Task requirements -
Bring together every line in the data that includes "ReceiveTask".

(Saved entries)
- - - -

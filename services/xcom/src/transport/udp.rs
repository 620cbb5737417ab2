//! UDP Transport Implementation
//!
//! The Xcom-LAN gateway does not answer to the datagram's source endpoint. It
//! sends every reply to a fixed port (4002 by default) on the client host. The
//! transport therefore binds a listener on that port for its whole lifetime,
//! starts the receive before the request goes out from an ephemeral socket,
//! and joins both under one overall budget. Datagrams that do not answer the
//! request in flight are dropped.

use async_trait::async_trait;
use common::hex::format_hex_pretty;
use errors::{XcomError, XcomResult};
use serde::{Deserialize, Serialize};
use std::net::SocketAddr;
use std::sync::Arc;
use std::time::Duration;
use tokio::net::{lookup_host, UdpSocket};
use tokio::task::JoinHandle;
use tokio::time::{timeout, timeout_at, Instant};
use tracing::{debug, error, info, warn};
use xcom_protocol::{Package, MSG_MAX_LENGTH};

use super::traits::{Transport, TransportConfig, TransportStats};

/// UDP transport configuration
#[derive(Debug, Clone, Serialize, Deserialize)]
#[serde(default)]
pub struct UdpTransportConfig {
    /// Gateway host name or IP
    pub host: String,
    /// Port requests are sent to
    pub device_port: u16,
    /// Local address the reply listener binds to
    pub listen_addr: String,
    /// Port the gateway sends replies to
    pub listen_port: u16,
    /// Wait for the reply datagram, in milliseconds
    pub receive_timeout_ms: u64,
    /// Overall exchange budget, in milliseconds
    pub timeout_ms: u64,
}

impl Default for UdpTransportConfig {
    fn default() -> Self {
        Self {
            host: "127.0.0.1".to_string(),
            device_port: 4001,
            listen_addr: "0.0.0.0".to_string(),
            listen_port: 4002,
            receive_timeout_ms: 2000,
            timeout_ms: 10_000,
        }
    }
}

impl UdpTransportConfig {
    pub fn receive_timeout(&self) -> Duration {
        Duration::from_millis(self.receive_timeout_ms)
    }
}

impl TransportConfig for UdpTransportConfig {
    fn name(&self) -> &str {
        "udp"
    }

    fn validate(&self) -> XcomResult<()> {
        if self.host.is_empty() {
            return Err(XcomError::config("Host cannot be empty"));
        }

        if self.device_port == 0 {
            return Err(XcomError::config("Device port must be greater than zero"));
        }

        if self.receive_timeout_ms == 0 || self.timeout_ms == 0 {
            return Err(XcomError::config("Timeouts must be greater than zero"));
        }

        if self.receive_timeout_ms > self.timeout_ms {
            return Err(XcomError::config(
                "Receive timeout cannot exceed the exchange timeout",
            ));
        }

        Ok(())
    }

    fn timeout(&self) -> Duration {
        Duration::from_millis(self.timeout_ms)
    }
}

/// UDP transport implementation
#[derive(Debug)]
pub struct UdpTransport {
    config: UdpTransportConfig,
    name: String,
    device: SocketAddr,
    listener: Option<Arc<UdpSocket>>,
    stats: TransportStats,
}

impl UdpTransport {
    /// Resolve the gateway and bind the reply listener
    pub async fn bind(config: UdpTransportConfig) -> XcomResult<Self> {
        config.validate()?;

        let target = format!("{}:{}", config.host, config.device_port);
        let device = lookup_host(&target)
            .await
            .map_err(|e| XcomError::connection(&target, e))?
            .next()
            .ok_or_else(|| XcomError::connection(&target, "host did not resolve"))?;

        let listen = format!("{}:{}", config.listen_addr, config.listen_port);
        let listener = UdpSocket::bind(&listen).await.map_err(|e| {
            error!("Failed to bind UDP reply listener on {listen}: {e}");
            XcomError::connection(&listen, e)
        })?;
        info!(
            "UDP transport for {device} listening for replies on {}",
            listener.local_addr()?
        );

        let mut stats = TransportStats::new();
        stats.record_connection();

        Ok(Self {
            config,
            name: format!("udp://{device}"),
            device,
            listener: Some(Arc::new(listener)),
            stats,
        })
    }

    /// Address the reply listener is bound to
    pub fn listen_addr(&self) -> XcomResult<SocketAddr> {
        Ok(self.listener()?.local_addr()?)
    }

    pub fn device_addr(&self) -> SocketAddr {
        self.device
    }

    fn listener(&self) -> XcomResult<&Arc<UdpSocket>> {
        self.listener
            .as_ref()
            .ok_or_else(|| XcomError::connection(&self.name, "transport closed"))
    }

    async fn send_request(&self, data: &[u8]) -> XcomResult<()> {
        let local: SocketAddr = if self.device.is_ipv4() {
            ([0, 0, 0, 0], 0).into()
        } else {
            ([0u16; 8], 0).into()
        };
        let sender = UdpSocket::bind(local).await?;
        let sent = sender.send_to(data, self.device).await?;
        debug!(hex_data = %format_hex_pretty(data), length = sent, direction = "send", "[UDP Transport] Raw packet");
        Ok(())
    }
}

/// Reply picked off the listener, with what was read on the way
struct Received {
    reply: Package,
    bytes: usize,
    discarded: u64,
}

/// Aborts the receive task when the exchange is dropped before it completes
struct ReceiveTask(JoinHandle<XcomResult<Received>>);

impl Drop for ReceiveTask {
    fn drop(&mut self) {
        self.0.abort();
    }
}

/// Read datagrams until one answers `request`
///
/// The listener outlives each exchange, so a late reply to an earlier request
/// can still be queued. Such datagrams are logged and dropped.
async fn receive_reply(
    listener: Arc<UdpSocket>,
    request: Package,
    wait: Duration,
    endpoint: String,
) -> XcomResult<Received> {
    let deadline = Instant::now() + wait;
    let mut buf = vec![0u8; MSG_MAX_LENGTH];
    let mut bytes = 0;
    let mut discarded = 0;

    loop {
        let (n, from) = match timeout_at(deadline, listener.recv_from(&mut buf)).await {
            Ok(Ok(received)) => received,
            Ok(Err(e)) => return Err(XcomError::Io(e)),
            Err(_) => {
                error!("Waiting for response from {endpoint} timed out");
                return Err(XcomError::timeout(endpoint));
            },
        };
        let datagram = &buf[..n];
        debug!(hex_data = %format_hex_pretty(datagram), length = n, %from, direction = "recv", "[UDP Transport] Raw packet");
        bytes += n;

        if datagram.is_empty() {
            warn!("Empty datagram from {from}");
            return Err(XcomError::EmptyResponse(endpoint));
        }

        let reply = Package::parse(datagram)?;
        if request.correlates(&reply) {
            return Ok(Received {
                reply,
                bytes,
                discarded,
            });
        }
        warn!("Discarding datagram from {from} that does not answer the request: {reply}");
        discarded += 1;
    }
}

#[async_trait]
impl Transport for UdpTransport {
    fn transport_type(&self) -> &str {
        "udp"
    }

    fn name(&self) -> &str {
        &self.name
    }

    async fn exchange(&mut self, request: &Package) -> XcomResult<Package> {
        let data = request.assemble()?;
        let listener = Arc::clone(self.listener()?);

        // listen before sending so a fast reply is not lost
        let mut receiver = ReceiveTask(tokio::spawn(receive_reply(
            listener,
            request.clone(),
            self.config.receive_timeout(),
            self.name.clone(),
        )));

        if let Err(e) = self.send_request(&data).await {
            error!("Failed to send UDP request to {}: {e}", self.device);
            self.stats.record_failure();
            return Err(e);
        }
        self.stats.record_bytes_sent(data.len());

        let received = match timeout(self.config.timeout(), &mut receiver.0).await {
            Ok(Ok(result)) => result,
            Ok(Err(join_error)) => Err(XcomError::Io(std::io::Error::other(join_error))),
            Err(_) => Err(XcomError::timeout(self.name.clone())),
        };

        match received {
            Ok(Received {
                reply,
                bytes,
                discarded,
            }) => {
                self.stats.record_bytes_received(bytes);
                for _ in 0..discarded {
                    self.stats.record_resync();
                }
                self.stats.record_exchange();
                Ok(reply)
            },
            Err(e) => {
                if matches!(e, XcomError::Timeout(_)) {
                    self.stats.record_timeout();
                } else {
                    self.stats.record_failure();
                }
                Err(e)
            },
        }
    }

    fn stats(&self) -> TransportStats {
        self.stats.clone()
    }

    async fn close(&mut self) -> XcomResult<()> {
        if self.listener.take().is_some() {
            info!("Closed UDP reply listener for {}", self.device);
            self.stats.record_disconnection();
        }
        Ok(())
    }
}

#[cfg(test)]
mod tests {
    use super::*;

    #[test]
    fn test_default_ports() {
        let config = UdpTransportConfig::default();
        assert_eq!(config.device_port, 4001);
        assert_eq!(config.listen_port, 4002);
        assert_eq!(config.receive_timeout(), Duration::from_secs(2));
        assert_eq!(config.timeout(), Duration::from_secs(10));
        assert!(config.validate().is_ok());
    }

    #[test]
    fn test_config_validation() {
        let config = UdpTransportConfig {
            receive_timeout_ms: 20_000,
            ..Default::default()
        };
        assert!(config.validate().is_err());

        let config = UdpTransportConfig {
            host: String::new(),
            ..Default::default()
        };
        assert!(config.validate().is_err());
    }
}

- - - -

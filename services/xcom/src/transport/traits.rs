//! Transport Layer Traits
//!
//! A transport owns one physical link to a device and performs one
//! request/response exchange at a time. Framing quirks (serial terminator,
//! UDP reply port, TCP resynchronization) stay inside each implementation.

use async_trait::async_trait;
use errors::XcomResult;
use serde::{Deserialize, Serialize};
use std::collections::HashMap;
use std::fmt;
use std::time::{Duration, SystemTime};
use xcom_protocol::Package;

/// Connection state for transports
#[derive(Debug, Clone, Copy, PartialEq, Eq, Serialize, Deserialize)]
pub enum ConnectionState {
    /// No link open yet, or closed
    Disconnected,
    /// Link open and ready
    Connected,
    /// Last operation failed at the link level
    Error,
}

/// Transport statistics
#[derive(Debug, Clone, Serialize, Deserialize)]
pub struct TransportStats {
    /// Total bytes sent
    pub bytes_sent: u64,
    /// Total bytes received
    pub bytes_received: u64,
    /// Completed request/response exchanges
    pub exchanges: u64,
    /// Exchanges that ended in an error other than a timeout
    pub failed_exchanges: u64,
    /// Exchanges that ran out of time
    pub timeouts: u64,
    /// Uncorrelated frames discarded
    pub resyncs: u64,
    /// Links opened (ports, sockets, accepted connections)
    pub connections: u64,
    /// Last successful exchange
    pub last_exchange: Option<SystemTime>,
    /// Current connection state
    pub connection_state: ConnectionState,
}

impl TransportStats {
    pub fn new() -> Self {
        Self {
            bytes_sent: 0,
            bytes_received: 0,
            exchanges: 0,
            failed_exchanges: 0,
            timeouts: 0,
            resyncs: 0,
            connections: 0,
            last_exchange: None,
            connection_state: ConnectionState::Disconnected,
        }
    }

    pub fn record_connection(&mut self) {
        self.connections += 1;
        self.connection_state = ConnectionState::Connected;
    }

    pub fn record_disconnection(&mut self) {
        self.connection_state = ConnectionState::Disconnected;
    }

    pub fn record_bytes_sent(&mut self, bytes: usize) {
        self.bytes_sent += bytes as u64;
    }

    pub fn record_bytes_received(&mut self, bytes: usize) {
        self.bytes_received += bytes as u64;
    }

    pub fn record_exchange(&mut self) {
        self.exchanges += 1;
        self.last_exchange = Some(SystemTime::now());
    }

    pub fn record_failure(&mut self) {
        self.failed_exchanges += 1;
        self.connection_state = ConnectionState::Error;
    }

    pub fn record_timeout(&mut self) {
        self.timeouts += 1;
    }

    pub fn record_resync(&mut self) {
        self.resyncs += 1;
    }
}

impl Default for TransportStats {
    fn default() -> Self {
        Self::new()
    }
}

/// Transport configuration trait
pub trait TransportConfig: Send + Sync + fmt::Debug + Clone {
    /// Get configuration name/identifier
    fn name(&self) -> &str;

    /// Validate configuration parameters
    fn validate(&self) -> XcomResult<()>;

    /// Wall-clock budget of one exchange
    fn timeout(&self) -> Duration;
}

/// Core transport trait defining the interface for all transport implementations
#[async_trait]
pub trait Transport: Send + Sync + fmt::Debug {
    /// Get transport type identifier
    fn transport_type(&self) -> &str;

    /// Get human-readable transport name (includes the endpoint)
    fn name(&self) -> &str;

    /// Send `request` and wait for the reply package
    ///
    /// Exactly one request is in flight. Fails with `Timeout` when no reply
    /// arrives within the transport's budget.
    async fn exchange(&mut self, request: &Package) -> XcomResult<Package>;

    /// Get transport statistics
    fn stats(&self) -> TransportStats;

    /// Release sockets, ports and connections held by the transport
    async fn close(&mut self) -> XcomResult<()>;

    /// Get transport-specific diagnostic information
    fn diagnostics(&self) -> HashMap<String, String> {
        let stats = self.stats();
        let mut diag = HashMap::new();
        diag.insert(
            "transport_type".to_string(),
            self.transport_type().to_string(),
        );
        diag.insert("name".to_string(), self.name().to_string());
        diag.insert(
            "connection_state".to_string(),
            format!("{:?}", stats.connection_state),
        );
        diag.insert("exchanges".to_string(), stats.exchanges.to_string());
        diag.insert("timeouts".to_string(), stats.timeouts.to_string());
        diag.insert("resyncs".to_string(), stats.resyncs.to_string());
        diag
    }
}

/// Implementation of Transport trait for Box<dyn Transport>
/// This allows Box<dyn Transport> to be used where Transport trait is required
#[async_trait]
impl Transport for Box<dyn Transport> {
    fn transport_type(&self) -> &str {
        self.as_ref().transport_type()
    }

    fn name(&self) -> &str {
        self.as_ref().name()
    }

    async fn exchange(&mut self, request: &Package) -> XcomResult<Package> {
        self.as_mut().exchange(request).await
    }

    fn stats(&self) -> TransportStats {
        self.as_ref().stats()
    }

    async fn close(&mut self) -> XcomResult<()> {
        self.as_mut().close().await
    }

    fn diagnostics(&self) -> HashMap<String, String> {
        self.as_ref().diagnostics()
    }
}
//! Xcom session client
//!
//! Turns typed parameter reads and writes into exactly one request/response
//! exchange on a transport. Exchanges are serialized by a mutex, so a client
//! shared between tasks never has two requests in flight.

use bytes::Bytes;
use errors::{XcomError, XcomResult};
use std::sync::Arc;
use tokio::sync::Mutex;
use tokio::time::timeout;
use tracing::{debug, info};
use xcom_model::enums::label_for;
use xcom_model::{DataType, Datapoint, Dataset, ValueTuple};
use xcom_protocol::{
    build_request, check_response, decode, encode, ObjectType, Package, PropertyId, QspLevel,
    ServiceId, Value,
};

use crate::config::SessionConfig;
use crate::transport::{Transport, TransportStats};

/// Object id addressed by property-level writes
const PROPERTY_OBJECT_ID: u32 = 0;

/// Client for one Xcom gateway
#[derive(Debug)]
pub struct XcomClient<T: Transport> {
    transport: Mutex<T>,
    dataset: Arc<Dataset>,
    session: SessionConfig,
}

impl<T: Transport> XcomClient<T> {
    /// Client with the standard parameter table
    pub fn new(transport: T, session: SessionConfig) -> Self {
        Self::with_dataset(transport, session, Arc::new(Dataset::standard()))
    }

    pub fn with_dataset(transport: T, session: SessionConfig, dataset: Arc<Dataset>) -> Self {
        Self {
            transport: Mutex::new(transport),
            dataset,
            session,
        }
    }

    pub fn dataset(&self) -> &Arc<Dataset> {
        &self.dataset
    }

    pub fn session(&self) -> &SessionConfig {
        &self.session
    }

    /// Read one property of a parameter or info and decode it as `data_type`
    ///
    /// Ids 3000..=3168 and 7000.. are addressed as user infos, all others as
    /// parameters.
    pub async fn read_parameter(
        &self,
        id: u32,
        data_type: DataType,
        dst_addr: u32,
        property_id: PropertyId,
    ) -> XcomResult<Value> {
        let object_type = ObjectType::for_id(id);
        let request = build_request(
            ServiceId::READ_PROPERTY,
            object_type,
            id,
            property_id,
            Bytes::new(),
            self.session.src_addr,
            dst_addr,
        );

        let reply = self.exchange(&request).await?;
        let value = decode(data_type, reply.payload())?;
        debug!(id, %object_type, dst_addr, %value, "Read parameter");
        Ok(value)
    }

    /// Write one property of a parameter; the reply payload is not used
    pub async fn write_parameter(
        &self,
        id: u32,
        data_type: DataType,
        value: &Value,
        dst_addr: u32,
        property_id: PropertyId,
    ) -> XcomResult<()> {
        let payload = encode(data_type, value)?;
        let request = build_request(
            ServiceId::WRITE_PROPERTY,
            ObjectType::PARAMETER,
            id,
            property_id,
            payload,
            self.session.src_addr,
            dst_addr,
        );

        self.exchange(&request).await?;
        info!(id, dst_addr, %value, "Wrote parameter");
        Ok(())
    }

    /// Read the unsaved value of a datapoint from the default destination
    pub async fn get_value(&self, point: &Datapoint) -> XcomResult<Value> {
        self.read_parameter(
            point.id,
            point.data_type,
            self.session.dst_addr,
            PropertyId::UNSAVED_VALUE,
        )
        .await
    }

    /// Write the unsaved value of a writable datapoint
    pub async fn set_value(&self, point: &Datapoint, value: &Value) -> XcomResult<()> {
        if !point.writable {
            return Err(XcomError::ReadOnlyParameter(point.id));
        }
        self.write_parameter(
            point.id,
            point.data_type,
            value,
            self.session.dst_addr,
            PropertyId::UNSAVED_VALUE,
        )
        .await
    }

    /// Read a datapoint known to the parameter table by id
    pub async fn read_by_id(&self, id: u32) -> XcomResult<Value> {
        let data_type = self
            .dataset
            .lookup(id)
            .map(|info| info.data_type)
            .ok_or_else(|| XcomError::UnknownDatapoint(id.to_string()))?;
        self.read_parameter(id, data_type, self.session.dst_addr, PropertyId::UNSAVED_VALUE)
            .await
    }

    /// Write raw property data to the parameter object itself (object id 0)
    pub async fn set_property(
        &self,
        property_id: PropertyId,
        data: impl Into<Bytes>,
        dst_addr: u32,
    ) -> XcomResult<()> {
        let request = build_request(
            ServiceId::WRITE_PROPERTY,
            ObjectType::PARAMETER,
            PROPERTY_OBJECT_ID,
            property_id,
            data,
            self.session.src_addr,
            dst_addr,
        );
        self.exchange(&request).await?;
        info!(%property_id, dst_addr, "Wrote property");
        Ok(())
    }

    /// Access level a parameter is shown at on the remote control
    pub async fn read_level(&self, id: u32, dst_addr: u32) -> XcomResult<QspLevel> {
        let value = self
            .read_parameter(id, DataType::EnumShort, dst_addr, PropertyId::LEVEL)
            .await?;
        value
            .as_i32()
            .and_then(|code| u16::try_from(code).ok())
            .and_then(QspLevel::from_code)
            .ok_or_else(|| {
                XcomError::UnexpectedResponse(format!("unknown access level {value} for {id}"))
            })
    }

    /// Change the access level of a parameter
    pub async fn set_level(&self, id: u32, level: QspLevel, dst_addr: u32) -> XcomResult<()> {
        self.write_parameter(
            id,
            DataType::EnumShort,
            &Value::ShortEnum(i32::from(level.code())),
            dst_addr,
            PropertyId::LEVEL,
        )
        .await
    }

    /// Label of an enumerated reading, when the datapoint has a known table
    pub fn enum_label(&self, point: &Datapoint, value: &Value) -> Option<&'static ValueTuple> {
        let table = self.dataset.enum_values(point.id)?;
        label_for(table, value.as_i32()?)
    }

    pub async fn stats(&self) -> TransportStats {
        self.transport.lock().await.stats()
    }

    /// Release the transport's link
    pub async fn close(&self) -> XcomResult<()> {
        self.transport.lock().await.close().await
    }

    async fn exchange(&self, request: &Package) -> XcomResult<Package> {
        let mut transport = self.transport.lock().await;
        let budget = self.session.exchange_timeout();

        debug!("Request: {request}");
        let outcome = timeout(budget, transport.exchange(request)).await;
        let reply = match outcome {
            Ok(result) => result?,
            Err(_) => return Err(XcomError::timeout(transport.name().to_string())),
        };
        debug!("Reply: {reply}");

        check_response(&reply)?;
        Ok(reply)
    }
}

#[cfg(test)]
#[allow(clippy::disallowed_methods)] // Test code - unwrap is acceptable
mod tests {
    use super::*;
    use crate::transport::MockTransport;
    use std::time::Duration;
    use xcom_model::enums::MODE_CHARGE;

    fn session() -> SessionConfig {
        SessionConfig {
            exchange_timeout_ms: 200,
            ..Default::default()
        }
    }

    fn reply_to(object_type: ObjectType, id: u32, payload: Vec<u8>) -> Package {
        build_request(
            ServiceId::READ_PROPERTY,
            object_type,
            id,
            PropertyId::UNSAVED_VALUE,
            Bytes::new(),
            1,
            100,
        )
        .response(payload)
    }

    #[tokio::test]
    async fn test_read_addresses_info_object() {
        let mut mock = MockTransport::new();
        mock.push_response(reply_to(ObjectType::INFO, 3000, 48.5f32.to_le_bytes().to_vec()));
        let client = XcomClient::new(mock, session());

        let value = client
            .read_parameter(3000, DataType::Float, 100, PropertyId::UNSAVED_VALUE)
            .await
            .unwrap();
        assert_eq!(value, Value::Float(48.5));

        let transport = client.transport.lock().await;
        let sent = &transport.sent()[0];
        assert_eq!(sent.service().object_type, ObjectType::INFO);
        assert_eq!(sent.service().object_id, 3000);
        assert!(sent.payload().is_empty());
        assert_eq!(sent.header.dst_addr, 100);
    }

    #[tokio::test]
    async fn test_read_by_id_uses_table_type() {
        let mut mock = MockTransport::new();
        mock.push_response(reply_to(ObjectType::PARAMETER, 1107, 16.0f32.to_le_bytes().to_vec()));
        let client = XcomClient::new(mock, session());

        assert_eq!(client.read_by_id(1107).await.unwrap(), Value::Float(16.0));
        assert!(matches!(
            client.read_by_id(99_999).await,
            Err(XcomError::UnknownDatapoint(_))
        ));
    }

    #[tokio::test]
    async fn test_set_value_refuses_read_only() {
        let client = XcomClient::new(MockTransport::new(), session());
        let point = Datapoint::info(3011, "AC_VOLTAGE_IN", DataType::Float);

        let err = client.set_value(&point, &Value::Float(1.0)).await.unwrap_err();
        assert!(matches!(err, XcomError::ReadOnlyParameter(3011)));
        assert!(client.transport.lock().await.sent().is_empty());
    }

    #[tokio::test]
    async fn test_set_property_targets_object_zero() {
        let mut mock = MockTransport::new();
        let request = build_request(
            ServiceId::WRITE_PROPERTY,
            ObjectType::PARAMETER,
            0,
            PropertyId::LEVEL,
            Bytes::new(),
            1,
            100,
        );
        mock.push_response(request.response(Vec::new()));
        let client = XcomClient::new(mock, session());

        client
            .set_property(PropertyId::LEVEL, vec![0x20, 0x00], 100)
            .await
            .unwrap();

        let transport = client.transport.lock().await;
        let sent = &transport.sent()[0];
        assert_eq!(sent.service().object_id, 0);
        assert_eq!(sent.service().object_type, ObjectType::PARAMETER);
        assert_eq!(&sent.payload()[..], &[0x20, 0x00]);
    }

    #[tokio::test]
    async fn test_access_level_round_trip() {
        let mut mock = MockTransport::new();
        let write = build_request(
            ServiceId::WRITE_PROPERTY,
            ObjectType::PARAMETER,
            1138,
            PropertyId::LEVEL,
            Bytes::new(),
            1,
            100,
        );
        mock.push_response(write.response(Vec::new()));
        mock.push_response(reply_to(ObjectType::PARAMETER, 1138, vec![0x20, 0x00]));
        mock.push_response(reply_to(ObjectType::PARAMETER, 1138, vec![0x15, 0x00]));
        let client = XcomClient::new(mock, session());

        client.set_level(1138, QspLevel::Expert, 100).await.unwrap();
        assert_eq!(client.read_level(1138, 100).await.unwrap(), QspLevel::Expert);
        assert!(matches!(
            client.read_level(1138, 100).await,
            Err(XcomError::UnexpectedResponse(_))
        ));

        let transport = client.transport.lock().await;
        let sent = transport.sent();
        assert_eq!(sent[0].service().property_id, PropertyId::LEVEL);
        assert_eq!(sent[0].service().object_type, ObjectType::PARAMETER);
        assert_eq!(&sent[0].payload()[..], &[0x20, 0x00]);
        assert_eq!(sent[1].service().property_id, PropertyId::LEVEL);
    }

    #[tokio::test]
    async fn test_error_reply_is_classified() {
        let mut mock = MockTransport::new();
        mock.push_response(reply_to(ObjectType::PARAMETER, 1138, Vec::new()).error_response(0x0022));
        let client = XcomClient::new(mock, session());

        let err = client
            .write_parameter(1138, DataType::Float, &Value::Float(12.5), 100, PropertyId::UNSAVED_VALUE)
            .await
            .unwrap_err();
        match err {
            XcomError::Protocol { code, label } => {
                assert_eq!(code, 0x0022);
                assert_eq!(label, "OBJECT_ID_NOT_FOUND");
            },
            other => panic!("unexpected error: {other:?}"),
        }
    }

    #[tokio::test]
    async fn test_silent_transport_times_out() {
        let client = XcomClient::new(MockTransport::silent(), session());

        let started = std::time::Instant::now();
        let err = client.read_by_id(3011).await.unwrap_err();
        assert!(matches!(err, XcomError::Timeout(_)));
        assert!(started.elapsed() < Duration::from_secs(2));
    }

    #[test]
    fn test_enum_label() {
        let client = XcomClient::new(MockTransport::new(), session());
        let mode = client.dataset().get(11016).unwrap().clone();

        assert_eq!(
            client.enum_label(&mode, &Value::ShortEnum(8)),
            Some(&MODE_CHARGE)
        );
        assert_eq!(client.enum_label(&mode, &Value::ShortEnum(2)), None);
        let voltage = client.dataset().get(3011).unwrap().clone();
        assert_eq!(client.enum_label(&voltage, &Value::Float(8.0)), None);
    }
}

- - - -

Finished exercise -
struct ReceiveTask(JoinHandle<XcomResult<Received>>);
impl Drop for ReceiveTask {
        let mut receiver = ReceiveTask(tokio::spawn(receive_reply(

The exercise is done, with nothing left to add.